Stored data entries:

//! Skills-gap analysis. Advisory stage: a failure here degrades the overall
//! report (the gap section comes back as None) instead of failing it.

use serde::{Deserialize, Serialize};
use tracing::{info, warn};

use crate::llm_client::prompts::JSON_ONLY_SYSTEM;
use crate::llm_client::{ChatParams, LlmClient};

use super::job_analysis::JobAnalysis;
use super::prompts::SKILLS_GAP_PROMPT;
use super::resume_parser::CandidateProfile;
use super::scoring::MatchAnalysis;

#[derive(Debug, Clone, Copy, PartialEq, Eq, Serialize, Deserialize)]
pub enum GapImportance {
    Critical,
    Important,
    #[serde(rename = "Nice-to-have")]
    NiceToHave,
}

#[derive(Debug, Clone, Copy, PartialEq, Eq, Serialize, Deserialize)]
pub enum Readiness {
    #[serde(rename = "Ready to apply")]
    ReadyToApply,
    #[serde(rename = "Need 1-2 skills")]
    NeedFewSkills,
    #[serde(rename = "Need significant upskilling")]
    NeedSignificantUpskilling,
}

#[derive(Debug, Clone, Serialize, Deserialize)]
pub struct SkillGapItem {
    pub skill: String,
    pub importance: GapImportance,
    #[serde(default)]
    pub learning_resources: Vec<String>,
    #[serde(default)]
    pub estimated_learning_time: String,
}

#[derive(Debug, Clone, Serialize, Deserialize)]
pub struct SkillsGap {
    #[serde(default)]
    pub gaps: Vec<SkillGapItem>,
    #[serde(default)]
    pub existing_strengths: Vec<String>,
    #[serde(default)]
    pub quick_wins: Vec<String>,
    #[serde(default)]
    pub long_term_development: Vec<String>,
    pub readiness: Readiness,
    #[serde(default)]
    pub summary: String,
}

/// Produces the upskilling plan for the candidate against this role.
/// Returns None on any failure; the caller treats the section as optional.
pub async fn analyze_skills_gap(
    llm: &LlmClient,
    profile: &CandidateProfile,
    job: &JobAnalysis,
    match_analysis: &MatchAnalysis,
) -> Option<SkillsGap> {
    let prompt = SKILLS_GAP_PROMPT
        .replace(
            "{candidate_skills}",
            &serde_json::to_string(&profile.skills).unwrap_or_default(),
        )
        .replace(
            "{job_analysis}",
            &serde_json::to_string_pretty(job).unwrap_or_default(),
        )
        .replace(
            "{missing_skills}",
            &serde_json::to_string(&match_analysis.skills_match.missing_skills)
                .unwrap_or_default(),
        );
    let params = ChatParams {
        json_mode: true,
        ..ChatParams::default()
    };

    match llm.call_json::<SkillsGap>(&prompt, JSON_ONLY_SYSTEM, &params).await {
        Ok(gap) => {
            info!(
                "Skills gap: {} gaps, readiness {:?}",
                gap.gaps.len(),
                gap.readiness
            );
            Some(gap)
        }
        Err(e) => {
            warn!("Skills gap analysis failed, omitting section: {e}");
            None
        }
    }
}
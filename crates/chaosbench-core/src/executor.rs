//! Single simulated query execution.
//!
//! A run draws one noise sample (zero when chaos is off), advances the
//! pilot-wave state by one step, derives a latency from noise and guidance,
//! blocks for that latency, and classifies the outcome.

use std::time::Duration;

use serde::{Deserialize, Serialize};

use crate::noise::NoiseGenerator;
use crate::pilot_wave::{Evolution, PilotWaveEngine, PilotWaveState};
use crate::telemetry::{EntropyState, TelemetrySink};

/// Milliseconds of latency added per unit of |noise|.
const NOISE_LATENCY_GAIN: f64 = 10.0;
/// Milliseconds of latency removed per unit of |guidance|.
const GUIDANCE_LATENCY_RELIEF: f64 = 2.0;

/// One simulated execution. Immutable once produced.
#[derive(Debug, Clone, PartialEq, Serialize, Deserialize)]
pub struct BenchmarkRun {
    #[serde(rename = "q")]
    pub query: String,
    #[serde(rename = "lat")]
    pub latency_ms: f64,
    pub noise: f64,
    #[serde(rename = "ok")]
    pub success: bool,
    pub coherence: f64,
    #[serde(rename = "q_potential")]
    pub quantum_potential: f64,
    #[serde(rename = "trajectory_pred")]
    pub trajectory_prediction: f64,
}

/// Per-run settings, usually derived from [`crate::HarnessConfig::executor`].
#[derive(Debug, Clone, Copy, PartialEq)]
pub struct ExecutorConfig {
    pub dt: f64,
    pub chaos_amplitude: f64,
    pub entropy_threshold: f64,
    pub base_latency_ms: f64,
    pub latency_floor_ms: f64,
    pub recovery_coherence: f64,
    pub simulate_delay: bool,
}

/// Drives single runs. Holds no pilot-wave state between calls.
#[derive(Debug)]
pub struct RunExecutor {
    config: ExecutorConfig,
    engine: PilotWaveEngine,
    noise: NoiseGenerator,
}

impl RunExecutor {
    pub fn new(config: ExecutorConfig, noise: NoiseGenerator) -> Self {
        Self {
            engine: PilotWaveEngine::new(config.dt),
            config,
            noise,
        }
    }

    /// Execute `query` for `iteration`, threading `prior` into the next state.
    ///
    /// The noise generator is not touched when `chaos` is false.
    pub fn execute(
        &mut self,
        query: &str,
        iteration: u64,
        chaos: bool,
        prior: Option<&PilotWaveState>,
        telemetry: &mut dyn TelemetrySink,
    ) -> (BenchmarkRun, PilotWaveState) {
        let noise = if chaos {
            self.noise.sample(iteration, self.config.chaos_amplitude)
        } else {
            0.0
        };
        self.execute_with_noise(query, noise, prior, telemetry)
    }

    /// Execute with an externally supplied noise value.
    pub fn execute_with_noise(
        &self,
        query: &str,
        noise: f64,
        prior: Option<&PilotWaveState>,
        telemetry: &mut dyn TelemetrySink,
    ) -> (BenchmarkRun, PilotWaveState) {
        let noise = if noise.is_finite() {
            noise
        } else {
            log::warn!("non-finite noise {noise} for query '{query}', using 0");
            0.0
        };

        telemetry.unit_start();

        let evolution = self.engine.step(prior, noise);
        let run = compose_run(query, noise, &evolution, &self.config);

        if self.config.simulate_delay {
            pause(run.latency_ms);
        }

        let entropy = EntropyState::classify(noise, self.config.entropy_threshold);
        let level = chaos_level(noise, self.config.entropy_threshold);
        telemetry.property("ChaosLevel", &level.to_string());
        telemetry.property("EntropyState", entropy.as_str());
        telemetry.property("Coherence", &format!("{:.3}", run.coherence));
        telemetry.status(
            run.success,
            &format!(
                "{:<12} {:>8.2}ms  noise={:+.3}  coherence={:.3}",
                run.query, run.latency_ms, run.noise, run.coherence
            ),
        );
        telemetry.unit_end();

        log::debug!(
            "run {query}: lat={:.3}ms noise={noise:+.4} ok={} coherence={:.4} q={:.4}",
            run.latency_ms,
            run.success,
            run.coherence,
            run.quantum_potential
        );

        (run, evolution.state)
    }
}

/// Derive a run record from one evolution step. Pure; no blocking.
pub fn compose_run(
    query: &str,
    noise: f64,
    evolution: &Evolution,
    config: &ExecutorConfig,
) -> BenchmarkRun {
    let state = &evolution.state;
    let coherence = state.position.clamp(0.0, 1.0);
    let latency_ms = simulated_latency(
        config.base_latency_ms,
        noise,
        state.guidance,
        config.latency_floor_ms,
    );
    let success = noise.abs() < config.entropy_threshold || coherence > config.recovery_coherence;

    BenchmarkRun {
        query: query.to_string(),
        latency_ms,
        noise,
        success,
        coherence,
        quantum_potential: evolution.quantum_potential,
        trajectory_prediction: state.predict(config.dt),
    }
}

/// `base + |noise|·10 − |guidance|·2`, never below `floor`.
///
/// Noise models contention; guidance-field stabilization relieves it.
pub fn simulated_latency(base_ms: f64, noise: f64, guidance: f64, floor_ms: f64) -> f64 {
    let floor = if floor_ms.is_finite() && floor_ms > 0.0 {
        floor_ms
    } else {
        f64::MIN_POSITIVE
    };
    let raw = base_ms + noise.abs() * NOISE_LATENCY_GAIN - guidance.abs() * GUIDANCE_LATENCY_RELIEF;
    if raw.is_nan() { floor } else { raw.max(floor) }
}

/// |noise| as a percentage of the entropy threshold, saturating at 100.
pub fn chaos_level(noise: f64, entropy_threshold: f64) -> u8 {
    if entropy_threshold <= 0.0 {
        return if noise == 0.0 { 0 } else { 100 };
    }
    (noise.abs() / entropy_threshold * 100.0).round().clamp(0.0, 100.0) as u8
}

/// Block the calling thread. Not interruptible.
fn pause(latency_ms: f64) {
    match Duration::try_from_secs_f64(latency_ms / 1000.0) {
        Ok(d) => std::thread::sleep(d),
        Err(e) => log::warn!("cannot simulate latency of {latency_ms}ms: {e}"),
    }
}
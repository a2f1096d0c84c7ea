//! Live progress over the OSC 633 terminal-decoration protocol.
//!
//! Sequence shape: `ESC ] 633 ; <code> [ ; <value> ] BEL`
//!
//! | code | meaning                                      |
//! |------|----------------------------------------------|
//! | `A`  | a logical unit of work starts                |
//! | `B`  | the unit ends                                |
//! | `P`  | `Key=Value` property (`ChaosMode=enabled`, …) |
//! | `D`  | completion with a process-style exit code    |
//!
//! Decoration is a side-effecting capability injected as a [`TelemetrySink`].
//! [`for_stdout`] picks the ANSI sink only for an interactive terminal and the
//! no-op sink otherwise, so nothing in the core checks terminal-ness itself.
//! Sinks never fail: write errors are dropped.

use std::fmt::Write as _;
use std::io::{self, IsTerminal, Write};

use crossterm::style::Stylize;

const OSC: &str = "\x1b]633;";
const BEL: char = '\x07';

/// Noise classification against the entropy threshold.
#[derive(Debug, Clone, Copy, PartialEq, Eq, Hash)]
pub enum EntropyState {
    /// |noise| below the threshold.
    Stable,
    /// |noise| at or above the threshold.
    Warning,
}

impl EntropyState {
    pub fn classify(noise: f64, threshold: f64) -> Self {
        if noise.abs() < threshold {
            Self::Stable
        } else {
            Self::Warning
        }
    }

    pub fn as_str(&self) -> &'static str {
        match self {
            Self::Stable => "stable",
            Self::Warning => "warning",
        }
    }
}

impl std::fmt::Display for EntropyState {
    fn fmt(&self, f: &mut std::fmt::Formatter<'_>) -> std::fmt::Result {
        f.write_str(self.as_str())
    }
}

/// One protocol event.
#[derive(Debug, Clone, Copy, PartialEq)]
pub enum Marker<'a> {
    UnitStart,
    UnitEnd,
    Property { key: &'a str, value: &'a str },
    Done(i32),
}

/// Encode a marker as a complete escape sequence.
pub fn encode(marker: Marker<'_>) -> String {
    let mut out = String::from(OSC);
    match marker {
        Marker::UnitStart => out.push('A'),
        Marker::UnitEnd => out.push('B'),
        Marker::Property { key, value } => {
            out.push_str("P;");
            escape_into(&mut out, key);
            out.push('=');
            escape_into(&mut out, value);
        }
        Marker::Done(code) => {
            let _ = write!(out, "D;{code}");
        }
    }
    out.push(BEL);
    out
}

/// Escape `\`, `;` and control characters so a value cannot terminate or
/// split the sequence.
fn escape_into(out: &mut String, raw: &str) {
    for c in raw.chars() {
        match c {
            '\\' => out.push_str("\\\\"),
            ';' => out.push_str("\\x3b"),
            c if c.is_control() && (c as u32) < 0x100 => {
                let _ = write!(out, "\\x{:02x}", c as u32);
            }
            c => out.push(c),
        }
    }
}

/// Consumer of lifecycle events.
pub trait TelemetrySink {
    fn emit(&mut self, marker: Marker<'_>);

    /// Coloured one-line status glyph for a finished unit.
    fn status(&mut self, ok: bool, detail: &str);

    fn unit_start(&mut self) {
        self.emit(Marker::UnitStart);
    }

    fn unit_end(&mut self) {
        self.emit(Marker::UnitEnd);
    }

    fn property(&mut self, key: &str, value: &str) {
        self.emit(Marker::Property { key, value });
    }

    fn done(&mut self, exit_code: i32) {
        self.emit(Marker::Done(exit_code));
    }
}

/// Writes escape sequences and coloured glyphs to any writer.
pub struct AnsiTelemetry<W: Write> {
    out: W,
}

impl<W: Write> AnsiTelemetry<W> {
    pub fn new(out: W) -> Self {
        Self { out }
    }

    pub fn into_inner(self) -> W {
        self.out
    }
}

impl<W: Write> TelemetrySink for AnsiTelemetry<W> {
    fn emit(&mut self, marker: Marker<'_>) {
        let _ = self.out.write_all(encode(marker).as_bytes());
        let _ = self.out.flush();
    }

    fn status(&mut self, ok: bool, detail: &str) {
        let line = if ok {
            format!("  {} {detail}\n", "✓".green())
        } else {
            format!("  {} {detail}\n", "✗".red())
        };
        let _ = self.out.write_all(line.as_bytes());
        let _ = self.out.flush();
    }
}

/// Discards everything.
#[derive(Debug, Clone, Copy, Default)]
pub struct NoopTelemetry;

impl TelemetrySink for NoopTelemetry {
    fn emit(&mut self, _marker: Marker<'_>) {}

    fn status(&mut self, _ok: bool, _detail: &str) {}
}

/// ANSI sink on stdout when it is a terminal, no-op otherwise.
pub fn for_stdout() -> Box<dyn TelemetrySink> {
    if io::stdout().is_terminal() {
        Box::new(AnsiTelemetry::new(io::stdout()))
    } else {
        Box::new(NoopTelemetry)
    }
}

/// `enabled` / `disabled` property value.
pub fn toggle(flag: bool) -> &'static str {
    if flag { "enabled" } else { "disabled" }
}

The task: Each line above that has the word "sample" should be copied.

Answer:
//! A run draws one noise sample (zero when chaos is off), advances the
            self.noise.sample(iteration, self.config.chaos_amplitude)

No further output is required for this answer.